Selasa (00.24), 01 Juni 2021
-------------------
Keduanya memilih menggunakan kendaraan umum daripada mobil pribadi. Mereka saling bertukar banyak cerita, terutama mengenai kesukaan masing-masing.
Turun dari bus, mereka putuskan menikmati sarapan di restoran cepat saji. Entah mengapa burger dan soda terasa lebih nikmat daripada biasanya. Mungkin bukan karena apa yang mereka makan, melainkan siapa yang menemani mereka makan.
“Ngomong-ngomong, aku melihat satu ruangan penuh berisi benda-benda elektronik di rumahmu.” Akhirnya Ezio memiliki kesempatan untuk menyinggung hal itu.
“Di sebelah ruang tamu?” tanya Nesha setelah menelan soda dingin di mulutnya.
“Iya.”
“Itu pekerjaan Mark dan Gavin. Mereka dokter komputer.” Nesha menyeringai. “Ah, tidak hanya komputer. Kalau kau memiliki masalah dengan ponsel, tv, atau barang-barang elektronik lainnya, kau bisa minta bantuan mereka. Sejauh ini belum ada benda elektronik yang tidak bisa mereka perbaiki.” Nesha tersenyum bangga.

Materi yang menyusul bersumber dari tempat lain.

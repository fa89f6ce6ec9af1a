#![allow(unused_variables)]

use super::{Child, Level};

pub(crate) trait VisitMut {
    fn visit_level_mut(&mut self, i: &mut Level) {
        visit_level_mut(self, i);
    }

    fn visit_child_mut(&mut self, i: &mut Child) {
        visit_child_mut(self, i);
    }
}

pub(crate) fn visit_level_mut<V>(v: &mut V, node: &mut Level)
where
    V: VisitMut + ?Sized,
{
    for child in &mut node.children {
        v.visit_child_mut(child);
    }
}

pub(crate) fn visit_child_mut<V>(v: &mut V, node: &mut Child)
where
    V: VisitMut + ?Sized,
{
    v.visit_level_mut(&mut node.level);
}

“Wow, itu keren,” puji Ezio. Hanya basa-basi karena dirinya juga ahli dalam hal memperbaiki benda-benda eletronik, apalagi merusaknya. “Bagaimana denganmu? Apa kau memiliki keahlian tertentu?”
Nesha meringis. “Jangan tanyakan itu atau aku akan marah padamu.” Dia mendesah. “Aku tidak ahli apapun selain membuat masalah.”
“Oh ya? Masalah macam apa?” Ezio tersenyum geli. Dalam hati dia sedikit kecewa karena Nesha tidak mau menceritakan tentang keahliannya dalam hal meretas. Tapi mengingat perkenalan singkat mereka, sepertinya sangat wajar Nesha belum mau bercerita sejauh itu.
“Membuat kolam dadakan, misalnya.”
Keduanya tertawa mengingat genangan air di halaman rumah Nesha.
“Lalu untuk nanti, kau butuh gaun semacam apa?” tanya Ezio.
“Aku tidak tahu.” Nesha mendesah.
“Memangnya acara apa?” Ezio meringis begitu menyadari bahwa dirinya terlalu ingin tahu. “Ehm, bukannya bermaksud—”
Nesha tersenyum menenangkan. “Aku tidak terganggu dengan pertanyaanmu. Asalkan kau juga tidak jika aku bertanya macam-macam.”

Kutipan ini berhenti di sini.